-- Listed records follows --

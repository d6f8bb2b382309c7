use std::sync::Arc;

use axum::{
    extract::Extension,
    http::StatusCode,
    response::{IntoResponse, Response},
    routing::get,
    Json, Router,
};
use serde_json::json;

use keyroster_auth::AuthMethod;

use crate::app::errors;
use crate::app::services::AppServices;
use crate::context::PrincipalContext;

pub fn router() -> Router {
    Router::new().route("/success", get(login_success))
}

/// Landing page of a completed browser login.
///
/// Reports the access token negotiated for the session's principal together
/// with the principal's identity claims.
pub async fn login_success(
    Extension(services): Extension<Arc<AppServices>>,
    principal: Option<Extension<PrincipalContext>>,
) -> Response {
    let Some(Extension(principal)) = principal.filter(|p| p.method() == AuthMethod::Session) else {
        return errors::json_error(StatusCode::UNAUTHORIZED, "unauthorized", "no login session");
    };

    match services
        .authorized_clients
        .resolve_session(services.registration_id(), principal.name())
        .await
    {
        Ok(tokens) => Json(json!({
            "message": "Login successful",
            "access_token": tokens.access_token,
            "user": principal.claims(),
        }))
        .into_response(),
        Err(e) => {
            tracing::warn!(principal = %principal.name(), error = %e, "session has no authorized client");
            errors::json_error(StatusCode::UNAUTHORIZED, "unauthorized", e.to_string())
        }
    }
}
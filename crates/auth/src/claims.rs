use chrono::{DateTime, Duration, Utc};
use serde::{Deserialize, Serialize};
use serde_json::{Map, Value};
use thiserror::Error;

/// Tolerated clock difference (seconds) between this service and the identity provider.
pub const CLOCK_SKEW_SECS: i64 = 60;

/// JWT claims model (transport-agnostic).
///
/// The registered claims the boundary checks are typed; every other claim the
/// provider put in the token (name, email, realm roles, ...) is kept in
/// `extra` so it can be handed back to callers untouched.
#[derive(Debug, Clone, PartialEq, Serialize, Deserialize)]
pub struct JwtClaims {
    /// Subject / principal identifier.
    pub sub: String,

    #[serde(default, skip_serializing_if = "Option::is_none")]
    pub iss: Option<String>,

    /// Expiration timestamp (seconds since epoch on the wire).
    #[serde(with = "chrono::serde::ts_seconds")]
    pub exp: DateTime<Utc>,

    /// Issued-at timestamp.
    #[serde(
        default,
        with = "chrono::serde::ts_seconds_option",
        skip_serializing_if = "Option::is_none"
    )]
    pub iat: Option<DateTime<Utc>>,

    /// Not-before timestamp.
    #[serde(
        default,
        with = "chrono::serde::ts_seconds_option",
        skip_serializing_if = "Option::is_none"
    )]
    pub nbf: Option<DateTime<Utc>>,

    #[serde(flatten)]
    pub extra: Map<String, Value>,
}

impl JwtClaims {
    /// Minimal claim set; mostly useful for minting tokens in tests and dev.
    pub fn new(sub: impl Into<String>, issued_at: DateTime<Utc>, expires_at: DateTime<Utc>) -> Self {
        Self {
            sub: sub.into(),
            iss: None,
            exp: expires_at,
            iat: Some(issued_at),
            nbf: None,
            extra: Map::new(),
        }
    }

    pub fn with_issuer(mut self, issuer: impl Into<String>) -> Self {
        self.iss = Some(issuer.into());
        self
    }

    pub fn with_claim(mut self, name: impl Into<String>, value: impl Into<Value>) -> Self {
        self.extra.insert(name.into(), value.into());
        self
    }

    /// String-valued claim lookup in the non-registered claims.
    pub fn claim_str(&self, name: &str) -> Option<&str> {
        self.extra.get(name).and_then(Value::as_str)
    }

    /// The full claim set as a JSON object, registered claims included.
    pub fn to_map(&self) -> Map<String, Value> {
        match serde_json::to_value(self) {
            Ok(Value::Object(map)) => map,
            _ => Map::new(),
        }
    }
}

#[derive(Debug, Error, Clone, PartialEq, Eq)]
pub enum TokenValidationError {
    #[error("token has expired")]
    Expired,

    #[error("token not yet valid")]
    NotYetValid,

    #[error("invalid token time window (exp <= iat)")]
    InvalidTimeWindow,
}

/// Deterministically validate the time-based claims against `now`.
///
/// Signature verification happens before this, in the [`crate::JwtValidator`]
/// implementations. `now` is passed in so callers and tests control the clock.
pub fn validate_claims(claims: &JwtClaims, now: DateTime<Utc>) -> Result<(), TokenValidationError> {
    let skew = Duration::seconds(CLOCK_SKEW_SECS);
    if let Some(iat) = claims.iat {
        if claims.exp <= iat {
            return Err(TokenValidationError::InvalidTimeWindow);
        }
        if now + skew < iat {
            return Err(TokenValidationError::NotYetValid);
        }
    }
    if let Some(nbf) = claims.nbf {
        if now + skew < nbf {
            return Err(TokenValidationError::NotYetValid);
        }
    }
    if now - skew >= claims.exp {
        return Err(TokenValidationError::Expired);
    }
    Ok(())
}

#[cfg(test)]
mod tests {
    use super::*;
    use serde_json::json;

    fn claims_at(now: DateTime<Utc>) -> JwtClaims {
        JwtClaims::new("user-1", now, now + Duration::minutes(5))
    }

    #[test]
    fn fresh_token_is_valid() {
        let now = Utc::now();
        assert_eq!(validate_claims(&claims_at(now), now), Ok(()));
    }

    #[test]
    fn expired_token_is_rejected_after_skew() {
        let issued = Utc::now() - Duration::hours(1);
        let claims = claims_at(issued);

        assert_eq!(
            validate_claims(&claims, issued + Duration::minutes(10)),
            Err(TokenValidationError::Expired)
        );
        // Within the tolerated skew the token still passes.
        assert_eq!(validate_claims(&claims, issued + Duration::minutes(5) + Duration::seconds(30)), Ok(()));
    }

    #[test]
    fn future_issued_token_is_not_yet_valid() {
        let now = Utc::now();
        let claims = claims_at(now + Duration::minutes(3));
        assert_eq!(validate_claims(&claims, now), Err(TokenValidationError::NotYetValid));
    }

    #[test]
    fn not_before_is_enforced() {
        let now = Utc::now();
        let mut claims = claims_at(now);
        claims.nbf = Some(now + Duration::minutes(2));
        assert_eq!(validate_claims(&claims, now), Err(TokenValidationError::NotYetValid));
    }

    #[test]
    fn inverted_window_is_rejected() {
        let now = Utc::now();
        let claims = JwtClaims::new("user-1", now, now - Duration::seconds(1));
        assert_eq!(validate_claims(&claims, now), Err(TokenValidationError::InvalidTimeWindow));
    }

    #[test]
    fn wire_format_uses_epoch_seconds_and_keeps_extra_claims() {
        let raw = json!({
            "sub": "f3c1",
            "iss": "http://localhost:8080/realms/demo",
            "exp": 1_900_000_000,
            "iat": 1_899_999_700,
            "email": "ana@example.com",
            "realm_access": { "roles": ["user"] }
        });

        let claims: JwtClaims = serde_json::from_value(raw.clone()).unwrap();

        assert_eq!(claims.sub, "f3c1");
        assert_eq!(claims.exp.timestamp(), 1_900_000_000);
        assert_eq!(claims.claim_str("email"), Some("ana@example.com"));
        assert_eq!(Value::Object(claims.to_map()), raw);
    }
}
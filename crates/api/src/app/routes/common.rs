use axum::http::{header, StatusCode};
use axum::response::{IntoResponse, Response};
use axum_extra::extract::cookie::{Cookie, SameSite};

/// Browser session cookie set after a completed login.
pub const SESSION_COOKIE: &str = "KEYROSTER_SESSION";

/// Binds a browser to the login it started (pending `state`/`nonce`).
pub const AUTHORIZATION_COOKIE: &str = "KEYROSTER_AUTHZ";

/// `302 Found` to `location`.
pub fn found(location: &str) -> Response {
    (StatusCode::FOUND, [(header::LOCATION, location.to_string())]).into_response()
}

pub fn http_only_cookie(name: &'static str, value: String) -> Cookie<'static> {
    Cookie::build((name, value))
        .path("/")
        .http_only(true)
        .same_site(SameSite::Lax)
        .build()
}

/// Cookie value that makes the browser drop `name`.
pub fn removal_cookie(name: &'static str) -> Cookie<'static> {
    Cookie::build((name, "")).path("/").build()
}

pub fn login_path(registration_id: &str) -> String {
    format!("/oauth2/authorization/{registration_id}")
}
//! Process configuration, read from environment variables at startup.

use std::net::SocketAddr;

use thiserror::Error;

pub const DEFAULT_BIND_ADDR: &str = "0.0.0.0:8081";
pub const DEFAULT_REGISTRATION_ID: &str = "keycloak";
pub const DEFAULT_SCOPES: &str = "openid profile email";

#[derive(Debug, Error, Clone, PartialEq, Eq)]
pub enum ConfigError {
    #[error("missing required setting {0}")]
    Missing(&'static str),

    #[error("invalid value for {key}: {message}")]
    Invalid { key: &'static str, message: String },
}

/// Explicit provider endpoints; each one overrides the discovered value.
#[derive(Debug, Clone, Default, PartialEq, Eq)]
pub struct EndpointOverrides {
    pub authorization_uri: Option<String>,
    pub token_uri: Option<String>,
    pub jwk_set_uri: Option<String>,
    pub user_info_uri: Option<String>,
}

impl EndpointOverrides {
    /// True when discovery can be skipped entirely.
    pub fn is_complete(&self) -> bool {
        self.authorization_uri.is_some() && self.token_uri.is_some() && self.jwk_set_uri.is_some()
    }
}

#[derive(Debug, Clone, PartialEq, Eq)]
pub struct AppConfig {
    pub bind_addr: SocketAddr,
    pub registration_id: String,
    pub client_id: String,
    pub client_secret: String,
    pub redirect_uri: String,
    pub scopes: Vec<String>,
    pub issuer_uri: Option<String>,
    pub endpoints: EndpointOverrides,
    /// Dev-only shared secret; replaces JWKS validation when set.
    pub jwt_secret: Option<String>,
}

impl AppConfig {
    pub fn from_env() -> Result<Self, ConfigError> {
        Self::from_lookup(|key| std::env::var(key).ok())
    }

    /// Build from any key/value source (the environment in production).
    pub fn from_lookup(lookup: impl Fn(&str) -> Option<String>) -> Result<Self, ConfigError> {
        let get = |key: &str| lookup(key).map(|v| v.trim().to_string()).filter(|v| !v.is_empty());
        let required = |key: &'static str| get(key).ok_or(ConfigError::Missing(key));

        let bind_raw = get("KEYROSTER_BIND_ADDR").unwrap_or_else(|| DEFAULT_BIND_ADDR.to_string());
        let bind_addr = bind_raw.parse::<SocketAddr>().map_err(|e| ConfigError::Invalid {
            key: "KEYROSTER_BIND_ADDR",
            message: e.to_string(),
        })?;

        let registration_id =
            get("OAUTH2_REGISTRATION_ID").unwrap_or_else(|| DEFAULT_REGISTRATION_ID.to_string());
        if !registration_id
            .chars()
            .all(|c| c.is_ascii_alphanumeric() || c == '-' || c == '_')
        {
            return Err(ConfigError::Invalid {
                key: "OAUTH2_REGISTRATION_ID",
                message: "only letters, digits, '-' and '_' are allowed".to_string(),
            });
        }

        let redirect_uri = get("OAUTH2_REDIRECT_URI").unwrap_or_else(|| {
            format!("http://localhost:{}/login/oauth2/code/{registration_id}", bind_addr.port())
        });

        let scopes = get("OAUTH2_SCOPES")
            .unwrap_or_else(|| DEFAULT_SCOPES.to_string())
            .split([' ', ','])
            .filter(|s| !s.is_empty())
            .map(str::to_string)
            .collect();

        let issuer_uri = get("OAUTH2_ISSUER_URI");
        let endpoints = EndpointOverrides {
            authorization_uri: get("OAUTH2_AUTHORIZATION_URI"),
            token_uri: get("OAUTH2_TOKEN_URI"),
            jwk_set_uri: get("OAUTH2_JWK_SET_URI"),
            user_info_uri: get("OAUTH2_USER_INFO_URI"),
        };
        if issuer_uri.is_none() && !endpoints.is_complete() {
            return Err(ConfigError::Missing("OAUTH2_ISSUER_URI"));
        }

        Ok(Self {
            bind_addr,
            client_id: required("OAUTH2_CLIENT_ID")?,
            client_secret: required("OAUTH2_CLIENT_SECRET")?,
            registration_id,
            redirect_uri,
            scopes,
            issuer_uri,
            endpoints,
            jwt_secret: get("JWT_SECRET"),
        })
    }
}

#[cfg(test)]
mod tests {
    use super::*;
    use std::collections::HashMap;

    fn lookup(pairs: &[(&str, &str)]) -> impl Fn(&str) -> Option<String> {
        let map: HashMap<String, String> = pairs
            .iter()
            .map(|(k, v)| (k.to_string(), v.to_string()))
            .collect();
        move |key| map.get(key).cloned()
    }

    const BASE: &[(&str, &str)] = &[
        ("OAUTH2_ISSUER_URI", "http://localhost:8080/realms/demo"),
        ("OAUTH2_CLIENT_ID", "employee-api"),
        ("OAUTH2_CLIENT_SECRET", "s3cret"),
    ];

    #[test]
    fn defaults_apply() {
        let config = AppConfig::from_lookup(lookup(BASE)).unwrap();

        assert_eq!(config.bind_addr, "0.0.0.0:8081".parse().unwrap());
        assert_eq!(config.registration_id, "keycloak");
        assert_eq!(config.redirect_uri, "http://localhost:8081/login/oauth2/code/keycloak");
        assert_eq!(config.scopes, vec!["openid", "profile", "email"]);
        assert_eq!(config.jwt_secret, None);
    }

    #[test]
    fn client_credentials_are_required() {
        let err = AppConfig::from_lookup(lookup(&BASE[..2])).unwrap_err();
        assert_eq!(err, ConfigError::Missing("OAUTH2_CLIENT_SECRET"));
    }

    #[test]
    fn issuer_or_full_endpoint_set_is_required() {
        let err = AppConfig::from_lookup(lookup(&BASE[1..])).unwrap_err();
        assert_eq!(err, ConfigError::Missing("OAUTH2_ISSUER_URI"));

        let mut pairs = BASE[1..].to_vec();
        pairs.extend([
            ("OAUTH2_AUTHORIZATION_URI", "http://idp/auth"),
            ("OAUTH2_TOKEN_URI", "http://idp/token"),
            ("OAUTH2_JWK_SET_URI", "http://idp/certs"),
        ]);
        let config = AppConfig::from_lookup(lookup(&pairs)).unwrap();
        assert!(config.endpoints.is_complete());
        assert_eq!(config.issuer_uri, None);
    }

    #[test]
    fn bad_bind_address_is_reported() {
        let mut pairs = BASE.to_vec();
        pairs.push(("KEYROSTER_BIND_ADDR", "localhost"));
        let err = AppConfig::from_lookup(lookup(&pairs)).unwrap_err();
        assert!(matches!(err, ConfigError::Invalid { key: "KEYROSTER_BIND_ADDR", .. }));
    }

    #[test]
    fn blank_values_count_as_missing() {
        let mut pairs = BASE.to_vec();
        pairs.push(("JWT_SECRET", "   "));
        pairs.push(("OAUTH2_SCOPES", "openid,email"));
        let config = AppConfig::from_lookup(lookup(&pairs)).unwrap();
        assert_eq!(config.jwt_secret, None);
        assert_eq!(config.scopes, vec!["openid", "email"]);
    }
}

-- Listed records concluded --

*Work instruction*. Work through the entries, filtering for the string "extract", and copy each line that holds it.

*Task answer*.
    extract::Extension,
use axum_extra::extract::cookie::{Cookie, SameSite};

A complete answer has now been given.